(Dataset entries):
*** Block opens ***
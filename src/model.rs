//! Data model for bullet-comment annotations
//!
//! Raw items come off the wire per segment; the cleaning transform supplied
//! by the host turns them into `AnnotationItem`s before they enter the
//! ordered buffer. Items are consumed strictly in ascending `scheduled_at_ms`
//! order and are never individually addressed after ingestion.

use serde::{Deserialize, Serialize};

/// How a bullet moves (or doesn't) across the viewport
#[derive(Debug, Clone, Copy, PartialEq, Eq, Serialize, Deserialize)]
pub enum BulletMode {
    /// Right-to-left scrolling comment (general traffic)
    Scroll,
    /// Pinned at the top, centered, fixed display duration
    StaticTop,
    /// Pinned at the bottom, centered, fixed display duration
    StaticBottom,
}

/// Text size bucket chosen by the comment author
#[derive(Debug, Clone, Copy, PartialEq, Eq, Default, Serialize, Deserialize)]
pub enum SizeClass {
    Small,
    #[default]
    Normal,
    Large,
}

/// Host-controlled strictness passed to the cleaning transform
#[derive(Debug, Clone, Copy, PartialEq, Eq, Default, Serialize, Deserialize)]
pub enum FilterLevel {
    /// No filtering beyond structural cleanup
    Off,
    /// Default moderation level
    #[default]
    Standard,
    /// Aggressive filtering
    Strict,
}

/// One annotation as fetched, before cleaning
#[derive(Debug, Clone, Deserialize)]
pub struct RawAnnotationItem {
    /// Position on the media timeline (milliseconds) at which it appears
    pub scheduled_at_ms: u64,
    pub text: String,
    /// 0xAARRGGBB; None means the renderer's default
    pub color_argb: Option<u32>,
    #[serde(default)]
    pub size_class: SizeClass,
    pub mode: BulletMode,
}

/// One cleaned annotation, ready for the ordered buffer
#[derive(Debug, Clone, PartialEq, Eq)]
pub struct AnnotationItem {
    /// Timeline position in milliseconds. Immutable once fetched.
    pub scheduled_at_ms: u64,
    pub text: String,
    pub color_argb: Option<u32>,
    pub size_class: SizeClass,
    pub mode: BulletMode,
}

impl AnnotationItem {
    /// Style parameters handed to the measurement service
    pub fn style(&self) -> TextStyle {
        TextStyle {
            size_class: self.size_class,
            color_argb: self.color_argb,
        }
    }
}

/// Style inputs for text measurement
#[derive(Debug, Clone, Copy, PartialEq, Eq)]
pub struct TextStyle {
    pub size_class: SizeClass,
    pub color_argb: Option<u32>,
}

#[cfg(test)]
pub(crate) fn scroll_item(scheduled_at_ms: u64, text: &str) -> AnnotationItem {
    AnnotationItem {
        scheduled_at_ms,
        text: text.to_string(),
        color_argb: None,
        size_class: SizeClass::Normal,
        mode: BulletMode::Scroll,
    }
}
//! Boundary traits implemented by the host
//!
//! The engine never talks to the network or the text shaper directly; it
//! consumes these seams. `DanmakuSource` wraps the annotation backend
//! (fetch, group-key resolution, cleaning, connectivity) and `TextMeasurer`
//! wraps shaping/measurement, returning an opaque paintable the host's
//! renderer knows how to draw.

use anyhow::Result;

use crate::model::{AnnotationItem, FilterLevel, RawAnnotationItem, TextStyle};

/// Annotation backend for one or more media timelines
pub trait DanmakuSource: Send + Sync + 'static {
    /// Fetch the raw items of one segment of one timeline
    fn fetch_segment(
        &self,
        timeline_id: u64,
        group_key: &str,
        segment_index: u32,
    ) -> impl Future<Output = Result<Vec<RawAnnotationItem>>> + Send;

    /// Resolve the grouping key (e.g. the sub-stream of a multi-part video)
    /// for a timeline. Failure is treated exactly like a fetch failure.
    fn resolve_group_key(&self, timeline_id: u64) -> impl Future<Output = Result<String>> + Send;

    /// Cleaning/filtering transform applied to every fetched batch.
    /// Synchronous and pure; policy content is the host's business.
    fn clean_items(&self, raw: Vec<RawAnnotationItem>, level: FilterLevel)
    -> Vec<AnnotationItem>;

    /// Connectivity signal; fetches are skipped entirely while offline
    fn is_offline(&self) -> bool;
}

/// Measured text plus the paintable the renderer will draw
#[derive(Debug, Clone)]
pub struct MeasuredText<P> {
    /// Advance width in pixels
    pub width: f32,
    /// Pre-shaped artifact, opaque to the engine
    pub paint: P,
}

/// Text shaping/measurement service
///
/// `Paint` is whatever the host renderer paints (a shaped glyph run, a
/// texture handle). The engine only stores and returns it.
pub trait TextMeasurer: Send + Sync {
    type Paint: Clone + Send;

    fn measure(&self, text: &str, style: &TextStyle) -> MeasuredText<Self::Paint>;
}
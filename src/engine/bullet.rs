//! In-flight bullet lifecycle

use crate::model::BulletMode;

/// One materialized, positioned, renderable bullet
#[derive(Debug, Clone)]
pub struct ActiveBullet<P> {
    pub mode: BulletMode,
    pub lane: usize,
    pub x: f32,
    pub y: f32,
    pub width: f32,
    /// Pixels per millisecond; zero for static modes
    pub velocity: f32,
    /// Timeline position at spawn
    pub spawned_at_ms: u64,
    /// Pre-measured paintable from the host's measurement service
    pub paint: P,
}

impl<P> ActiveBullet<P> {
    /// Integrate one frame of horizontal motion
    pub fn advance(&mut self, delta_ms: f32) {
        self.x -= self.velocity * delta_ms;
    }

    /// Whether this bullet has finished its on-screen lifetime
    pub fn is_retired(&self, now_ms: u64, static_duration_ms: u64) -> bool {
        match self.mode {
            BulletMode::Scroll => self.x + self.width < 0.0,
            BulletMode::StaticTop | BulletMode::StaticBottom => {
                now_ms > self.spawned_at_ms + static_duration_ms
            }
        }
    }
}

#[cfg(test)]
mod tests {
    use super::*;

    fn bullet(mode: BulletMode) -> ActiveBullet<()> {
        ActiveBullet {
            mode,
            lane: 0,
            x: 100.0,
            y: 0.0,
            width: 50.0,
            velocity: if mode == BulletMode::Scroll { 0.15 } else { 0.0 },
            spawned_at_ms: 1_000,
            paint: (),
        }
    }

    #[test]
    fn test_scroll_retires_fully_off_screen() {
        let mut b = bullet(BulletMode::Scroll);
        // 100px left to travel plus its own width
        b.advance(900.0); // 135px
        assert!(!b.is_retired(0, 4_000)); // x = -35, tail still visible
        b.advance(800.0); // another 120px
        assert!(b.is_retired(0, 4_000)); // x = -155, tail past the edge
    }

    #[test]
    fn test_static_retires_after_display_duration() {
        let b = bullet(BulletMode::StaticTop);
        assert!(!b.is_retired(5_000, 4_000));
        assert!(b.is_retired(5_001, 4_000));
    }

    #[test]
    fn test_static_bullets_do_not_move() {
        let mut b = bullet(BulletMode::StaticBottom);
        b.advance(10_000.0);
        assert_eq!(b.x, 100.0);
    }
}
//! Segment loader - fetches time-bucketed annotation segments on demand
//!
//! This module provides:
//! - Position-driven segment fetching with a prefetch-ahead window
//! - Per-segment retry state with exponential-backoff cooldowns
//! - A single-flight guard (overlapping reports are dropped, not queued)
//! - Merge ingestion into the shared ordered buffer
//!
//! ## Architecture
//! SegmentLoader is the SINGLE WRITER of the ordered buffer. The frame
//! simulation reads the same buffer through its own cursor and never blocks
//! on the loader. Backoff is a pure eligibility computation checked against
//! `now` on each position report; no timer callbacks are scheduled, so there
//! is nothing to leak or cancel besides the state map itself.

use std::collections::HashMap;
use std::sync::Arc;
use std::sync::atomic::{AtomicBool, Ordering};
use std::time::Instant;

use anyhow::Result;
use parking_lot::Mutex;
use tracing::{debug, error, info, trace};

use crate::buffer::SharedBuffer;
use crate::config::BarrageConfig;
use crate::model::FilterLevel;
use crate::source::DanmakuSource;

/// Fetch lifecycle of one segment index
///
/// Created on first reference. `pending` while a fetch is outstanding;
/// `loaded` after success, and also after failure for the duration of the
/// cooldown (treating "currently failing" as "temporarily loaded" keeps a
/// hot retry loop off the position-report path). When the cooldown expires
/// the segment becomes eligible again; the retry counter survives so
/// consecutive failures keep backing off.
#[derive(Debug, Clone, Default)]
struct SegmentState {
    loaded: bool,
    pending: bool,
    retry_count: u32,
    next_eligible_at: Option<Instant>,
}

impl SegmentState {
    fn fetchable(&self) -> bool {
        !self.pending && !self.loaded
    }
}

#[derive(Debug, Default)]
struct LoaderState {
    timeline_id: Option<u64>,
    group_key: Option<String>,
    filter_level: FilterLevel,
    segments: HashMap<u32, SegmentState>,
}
*** Block closes ***
*** Block opens ***
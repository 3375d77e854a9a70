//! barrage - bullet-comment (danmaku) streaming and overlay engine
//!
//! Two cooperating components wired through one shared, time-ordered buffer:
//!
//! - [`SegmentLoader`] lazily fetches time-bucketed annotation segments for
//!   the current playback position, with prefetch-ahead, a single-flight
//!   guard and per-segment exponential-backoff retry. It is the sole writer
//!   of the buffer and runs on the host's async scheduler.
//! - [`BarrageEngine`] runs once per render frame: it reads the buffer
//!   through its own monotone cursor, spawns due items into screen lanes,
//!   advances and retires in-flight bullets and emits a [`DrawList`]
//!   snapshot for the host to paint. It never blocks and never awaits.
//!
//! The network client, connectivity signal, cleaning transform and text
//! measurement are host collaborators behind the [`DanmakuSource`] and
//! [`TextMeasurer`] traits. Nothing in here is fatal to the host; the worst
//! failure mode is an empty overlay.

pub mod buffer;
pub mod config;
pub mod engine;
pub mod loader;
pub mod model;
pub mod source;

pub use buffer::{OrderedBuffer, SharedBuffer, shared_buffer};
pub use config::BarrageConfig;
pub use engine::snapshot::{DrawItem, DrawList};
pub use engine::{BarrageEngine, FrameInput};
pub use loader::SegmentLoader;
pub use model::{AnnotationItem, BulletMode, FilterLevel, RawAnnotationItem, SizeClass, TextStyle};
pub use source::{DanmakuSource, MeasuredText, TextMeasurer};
*** Block closes ***
*** Block opens ***
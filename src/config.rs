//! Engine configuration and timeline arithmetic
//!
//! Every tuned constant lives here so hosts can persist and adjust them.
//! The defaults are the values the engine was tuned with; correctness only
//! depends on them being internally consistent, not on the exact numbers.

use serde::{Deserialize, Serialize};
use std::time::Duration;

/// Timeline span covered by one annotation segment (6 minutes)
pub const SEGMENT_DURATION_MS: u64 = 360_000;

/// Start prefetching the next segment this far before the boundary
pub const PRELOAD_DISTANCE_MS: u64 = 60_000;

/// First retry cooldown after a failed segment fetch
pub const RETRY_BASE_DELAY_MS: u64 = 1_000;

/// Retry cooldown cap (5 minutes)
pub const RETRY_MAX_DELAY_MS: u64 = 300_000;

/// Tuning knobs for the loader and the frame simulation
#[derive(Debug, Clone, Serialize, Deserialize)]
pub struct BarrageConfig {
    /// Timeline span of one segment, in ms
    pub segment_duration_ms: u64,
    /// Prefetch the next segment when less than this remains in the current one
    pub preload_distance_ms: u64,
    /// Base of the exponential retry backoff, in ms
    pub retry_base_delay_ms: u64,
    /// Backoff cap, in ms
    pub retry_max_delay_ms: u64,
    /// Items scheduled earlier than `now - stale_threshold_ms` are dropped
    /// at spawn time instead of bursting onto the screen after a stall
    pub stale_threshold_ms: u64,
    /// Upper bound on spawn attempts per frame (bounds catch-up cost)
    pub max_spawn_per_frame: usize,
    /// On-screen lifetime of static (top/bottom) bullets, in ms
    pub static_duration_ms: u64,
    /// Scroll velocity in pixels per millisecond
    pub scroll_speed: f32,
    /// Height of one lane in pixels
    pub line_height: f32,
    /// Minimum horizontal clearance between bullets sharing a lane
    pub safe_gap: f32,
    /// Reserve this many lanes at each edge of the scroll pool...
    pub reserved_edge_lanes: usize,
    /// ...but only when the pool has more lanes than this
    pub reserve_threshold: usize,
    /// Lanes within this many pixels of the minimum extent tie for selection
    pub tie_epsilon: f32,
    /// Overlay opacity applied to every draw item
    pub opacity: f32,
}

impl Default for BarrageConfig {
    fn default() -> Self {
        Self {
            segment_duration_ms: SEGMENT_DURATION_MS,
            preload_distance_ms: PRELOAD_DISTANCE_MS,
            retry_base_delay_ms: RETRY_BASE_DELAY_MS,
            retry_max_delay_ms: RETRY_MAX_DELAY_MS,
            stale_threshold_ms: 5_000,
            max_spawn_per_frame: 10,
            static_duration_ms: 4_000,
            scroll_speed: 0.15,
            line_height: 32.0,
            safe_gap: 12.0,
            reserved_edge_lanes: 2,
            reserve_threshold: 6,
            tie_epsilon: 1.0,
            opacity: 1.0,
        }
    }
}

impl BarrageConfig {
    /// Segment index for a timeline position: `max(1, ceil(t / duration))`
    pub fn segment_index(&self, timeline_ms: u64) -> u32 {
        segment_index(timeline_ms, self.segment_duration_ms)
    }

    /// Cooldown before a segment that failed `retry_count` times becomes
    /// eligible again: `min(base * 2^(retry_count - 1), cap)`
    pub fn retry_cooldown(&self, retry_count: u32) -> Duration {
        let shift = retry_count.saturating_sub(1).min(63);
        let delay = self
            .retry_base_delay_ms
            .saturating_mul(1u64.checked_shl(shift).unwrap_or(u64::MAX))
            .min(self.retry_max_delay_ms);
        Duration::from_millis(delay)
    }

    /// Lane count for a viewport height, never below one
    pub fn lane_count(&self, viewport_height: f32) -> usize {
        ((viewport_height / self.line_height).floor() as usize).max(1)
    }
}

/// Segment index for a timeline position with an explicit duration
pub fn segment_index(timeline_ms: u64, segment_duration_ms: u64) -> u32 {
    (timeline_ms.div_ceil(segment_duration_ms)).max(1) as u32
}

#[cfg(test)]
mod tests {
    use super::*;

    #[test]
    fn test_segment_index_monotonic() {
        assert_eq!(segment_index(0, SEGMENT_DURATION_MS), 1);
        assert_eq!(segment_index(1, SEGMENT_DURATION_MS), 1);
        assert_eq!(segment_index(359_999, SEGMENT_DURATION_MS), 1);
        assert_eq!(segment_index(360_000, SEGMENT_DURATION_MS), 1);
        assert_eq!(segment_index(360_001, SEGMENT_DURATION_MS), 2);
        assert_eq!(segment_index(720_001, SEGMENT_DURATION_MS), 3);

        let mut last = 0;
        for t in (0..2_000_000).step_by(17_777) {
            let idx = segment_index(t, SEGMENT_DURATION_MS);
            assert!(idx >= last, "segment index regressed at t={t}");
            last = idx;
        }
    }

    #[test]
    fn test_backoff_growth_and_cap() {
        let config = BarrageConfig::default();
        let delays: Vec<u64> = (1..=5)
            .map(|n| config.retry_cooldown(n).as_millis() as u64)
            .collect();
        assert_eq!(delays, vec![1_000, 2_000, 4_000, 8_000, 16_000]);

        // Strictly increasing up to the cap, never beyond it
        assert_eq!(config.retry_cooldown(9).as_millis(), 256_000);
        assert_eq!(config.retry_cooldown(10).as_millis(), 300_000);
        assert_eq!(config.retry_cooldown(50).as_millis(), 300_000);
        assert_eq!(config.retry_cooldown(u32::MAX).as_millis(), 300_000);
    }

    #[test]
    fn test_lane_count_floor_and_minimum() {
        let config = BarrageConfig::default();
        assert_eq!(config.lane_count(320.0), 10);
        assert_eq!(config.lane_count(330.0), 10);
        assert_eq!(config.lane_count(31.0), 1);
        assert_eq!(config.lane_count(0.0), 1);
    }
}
*** Block closes ***
(What this task involves): Above are the entries; copy out every line among them that contains the word "FilterLevel".

(Solved problem):
pub enum FilterLevel {
use crate::model::{AnnotationItem, FilterLevel, RawAnnotationItem, TextStyle};
    fn clean_items(&self, raw: Vec<RawAnnotationItem>, level: FilterLevel)
use crate::model::FilterLevel;
    filter_level: FilterLevel,
pub use model::{AnnotationItem, BulletMode, FilterLevel, RawAnnotationItem, SizeClass, TextStyle};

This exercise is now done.